# Task brief:
I'd like every line from the material below that has "copied" in it.

# Provided records:

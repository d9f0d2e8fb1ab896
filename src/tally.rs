//! Popularity counters, the external vote store boundary, and the
//! periodic tally pass.
//!
//! Counters live in one table of per-record atomics parallel to the
//! catalog, not on the records themselves; every write goes through the
//! table. A completed tally pass bumps the table's generation number,
//! so readers snapshot a generation-stamped copy instead of reading
//! mid-recompute state. Consistency is eventual, not transactional.

use std::collections::{HashMap, HashSet};
use std::sync::Arc;
use std::sync::RwLock;
use std::sync::atomic::{AtomicU32, AtomicU64, Ordering};
use std::time::Duration;

use async_trait::async_trait;
use thiserror::Error;
use tokio::sync::Mutex;
use tokio::time::MissedTickBehavior;
use tracing::{debug, info, warn};

use crate::catalog::Catalog;
use crate::ids::CardId;

/// The two vote tables of the persistence collaborator.
#[derive(Debug, Clone, Copy, PartialEq, Eq, Hash)]
pub enum VoteKind {
    Liked,
    Blocked,
}

impl VoteKind {
    pub const ALL: [VoteKind; 2] = [VoteKind::Liked, VoteKind::Blocked];

    const fn index(self) -> usize {
        match self {
            VoteKind::Liked => 0,
            VoteKind::Blocked => 1,
        }
    }
}

/// One row of a vote table: one user's vote on one card.
#[derive(Debug, Clone, PartialEq, Eq)]
pub struct VoteRow {
    pub user_id: String,
    pub card_id: CardId,
}

/// Failure reported by a vote store backend. Writes that fail this way
/// are retryable; the in-memory counters are left untouched.
#[derive(Debug, Error)]
#[error("vote store: {message}")]
pub struct VoteStoreError {
    message: String,
}

impl VoteStoreError {
    pub fn new(message: impl Into<String>) -> Self {
        Self {
            message: message.into(),
        }
    }
}

/// Errors from the vote mutation path.
#[derive(Debug, Error)]
pub enum VoteError {
    /// The external write did not confirm; safe to retry.
    #[error(transparent)]
    Store(#[from] VoteStoreError),
    /// The card is not in the current catalog.
    #[error("card {0} is not in the catalog")]
    UnknownCard(CardId),
}

/// The external liked/blocked persistence, keyed by user and card.
///
/// Implementations wrap whatever key-value store the deployment uses;
/// the engine only needs full scans, per-user reads, and single-row
/// writes. All methods may fail transiently and are treated as
/// retryable by callers.
#[async_trait]
pub trait VoteStore: Send + Sync {
    /// Every row of the given table, across all users.
    async fn scan(&self, kind: VoteKind) -> Result<Vec<VoteRow>, VoteStoreError>;

    /// All card ids one user has voted into the given table.
    async fn user_votes(
        &self,
        user_id: &str,
        kind: VoteKind,
    ) -> Result<HashSet<CardId>, VoteStoreError>;

    /// Insert one row. Inserting an existing row is a no-op.
    async fn put(
        &self,
        kind: VoteKind,
        user_id: &str,
        card_id: CardId,
    ) -> Result<(), VoteStoreError>;

    /// Delete one row. Deleting a missing row is a no-op.
    async fn remove(
        &self,
        kind: VoteKind,
        user_id: &str,
        card_id: CardId,
    ) -> Result<(), VoteStoreError>;

    /// Whether the user has a row of this kind for this card.
    async fn contains(
        &self,
        kind: VoteKind,
        user_id: &str,
        card_id: CardId,
    ) -> Result<bool, VoteStoreError>;
}

/// In-memory vote store used by tests and the demo binary.
#[derive(Debug, Default)]
pub struct MemoryVoteStore {
    tables: RwLock<[HashMap<String, HashSet<CardId>>; 2]>,
}

impl MemoryVoteStore {
    pub fn new() -> Self {
        Self::default()
    }

    fn read(&self) -> std::sync::RwLockReadGuard<'_, [HashMap<String, HashSet<CardId>>; 2]> {
        // a poisoned lock means a panicked test; propagate the panic
        match self.tables.read() {
            Ok(guard) => guard,
            Err(poisoned) => poisoned.into_inner(),
        }
    }

    fn write(&self) -> std::sync::RwLockWriteGuard<'_, [HashMap<String, HashSet<CardId>>; 2]> {
        match self.tables.write() {
            Ok(guard) => guard,
            Err(poisoned) => poisoned.into_inner(),
        }
    }
}

#[async_trait]
impl VoteStore for MemoryVoteStore {
    async fn scan(&self, kind: VoteKind) -> Result<Vec<VoteRow>, VoteStoreError> {
        let tables = self.read();
        let mut rows = Vec::new();
        for (user_id, cards) in &tables[kind.index()] {
            for card_id in cards {
                rows.push(VoteRow {
                    user_id: user_id.clone(),
                    card_id: *card_id,
                });
            }
        }
        Ok(rows)
    }

    async fn user_votes(
        &self,
        user_id: &str,
        kind: VoteKind,
    ) -> Result<HashSet<CardId>, VoteStoreError> {
        Ok(self.read()[kind.index()]
            .get(user_id)
            .cloned()
            .unwrap_or_default())
    }

    async fn put(
        &self,
        kind: VoteKind,
        user_id: &str,
        card_id: CardId,
    ) -> Result<(), VoteStoreError> {
        self.write()[kind.index()]
            .entry(user_id.to_string())
            .or_default()
            .insert(card_id);
        Ok(())
    }

    async fn remove(
        &self,
        kind: VoteKind,
        user_id: &str,
        card_id: CardId,
    ) -> Result<(), VoteStoreError> {
        if let Some(cards) = self.write()[kind.index()].get_mut(user_id) {
            cards.remove(&card_id);
        }
        Ok(())
    }

    async fn contains(
        &self,
        kind: VoteKind,
        user_id: &str,
        card_id: CardId,
    ) -> Result<bool, VoteStoreError> {
        Ok(self.read()[kind.index()]
            .get(user_id)
            .is_some_and(|cards| cards.contains(&card_id)))
    }
}

/// Per-record like/dislike counters, stored as two dense columns of
/// atomics parallel to the catalog positions.
#[derive(Debug)]
pub struct CounterTable {
    liked: Vec<AtomicU32>,
    disliked: Vec<AtomicU32>,
    generation: AtomicU64,
}

impl CounterTable {
    /// One zeroed counter pair per catalog record.
    pub fn for_catalog(catalog: &Catalog) -> Self {
        Self::with_len(catalog.len())
    }

    pub fn with_len(len: usize) -> Self {
        Self {
            liked: (0..len).map(|_| AtomicU32::new(0)).collect(),
            disliked: (0..len).map(|_| AtomicU32::new(0)).collect(),
            generation: AtomicU64::new(0),
        }
    }

    pub fn len(&self) -> usize {
        self.liked.len()
    }

    pub fn is_empty(&self) -> bool {
        self.liked.is_empty()
    }

    fn column(&self, kind: VoteKind) -> &[AtomicU32] {
        match kind {
            VoteKind::Liked => &self.liked,
            VoteKind::Blocked => &self.disliked,
        }
    }

    /// Zero one counter column.
    pub fn reset(&self, kind: VoteKind) {
        for counter in self.column(kind) {
            counter.store(0, Ordering::SeqCst);
        }
    }

    pub fn increment(&self, pos: usize, kind: VoteKind) {
        if let Some(counter) = self.column(kind).get(pos) {
            counter.fetch_add(1, Ordering::SeqCst);
        }
    }

    /// Saturating decrement; an underflow is ignored rather than wrapped.
    pub fn decrement(&self, pos: usize, kind: VoteKind) {
        if let Some(counter) = self.column(kind).get(pos) {
            let _ = counter.fetch_update(Ordering::SeqCst, Ordering::SeqCst, |v| v.checked_sub(1));
        }
    }

    pub fn get(&self, pos: usize, kind: VoteKind) -> u32 {
        self.column(kind)
            .get(pos)
            .map_or(0, |counter| counter.load(Ordering::SeqCst))
    }

    /// Tally passes completed since startup.
    pub fn generation(&self) -> u64 {
        self.generation.load(Ordering::SeqCst)
    }

    fn bump_generation(&self) {
        self.generation.fetch_add(1, Ordering::SeqCst);
    }

    /// Generation-stamped copy of both columns for readers.
    pub fn snapshot(&self) -> CounterSnapshot {
        CounterSnapshot {
            liked: self.liked.iter().map(|c| c.load(Ordering::SeqCst)).collect(),
            disliked: self
                .disliked
                .iter()
                .map(|c| c.load(Ordering::SeqCst))
                .collect(),
            generation: self.generation(),
        }
    }
}

/// Immutable copy of the counter columns at one point in time.
#[derive(Debug, Clone)]
pub struct CounterSnapshot {
    liked: Vec<u32>,
    disliked: Vec<u32>,
    generation: u64,
}

impl CounterSnapshot {
    pub fn liked(&self, pos: usize) -> u32 {
        self.liked.get(pos).copied().unwrap_or(0)
    }

    pub fn disliked(&self, pos: usize) -> u32 {
        self.disliked.get(pos).copied().unwrap_or(0)
    }

    pub fn generation(&self) -> u64 {
        self.generation
    }
}

/// What a tally pass did.
#[derive(Debug, Clone, PartialEq, Eq)]
pub enum TallyOutcome {
    Completed(TallyReport),
    /// A pass was already running; this one was skipped rather than
    /// risk double-counting during the reset.
    SkippedInProgress,
}

/// Row counts of one completed tally pass.
#[derive(Debug, Clone, Default, PartialEq, Eq)]
pub struct TallyReport {
    pub liked_rows: usize,
    pub blocked_rows: usize,
    /// Rows referencing cards absent from the current catalog.
    pub unknown_cards: usize,
}

/// Recomputes the popularity counters from full scans of the vote
/// store, once at startup and then on a fixed interval.
pub struct Tallier<S> {
    store: Arc<S>,
    catalog: Arc<Catalog>,
    counters: Arc<CounterTable>,
    running: Mutex<()>,
}

impl<S: VoteStore> Tallier<S> {
    pub fn new(store: Arc<S>, catalog: Arc<Catalog>, counters: Arc<CounterTable>) -> Self {
        Self {
            store,
            catalog,
            counters,
            running: Mutex::new(()),
        }
    }

    /// One full tally pass: reset both columns, then scan the liked and
    /// blocked tables concurrently. The two scans write disjoint
    /// columns, so they need no coordination beyond the final join.
    /// If a pass is already running the call returns immediately.
    pub async fn recompute(&self) -> Result<TallyOutcome, VoteStoreError> {
        let Ok(_guard) = self.running.try_lock() else {
            debug!("tally pass already running, skipping");
            return Ok(TallyOutcome::SkippedInProgress);
        };

        let (liked, blocked) = tokio::try_join!(
            self.scan_into(VoteKind::Liked),
            self.scan_into(VoteKind::Blocked),
        )?;

        self.counters.bump_generation();
        let report = TallyReport {
            liked_rows: liked.0,
            blocked_rows: blocked.0,
            unknown_cards: liked.1 + blocked.1,
        };
        info!(
            liked = report.liked_rows,
            blocked = report.blocked_rows,
            unknown = report.unknown_cards,
            generation = self.counters.generation(),
            "tally pass complete"
        );
        Ok(TallyOutcome::Completed(report))
    }

    /// Scan one table into its counter column. Returns the number of
    /// rows counted and the number skipped for referencing unknown
    /// cards.
    async fn scan_into(&self, kind: VoteKind) -> Result<(usize, usize), VoteStoreError> {
        self.counters.reset(kind);
        let rows = self.store.scan(kind).await?;
        let mut counted = 0usize;
        let mut unknown = 0usize;
        for row in rows {
            match self.catalog.position(row.card_id) {
                Some(pos) => {
                    self.counters.increment(pos, kind);
                    counted += 1;
                }
                None => unknown += 1,
            }
        }
        Ok((counted, unknown))
    }

    /// Run forever: one pass immediately, then one per interval tick.
    /// Failed passes are logged and retried at the next tick.
    pub async fn run(&self, period: Duration) {
        let mut ticker = tokio::time::interval(period);
        ticker.set_missed_tick_behavior(MissedTickBehavior::Delay);
        loop {
            ticker.tick().await;
            if let Err(err) = self.recompute().await {
                warn!(%err, "tally pass failed");
            }
        }
    }
}

/// Result of a per-user membership probe across both tables.
#[derive(Debug, Clone, Copy, PartialEq, Eq)]
pub struct VoteStatus {
    pub liked: bool,
    pub blocked: bool,
}

/// Record one vote: the external write must confirm before the
/// in-memory counter moves, so a failed write cannot drift the counts.
pub async fn cast_vote<S: VoteStore>(
    store: &S,
    counters: &CounterTable,
    catalog: &Catalog,
    user_id: &str,
    card_id: CardId,
    kind: VoteKind,
) -> Result<(), VoteError> {
    let pos = catalog
        .position(card_id)
        .ok_or(VoteError::UnknownCard(card_id))?;
    store.put(kind, user_id, card_id).await?;
    counters.increment(pos, kind);
    Ok(())
}

/// Withdraw one vote, with the same write-then-count ordering as
/// [`cast_vote`].
pub async fn retract_vote<S: VoteStore>(
    store: &S,
    counters: &CounterTable,
    catalog: &Catalog,
    user_id: &str,
    card_id: CardId,
    kind: VoteKind,
) -> Result<(), VoteError> {
    let pos = catalog
        .position(card_id)
        .ok_or(VoteError::UnknownCard(card_id))?;
    store.remove(kind, user_id, card_id).await?;
    counters.decrement(pos, kind);
    Ok(())
}

/// Whether one user has liked and/or blocked one card. The two probes
/// run concurrently.
pub async fn vote_status<S: VoteStore>(
    store: &S,
    user_id: &str,
    card_id: CardId,
) -> Result<VoteStatus, VoteStoreError> {
    let (liked, blocked) = tokio::try_join!(
        store.contains(VoteKind::Liked, user_id, card_id),
        store.contains(VoteKind::Blocked, user_id, card_id),
    )?;
    Ok(VoteStatus { liked, blocked })
}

# Solution to the problem:
        self.liked.get(pos).copied().unwrap_or(0)
        self.disliked.get(pos).copied().unwrap_or(0)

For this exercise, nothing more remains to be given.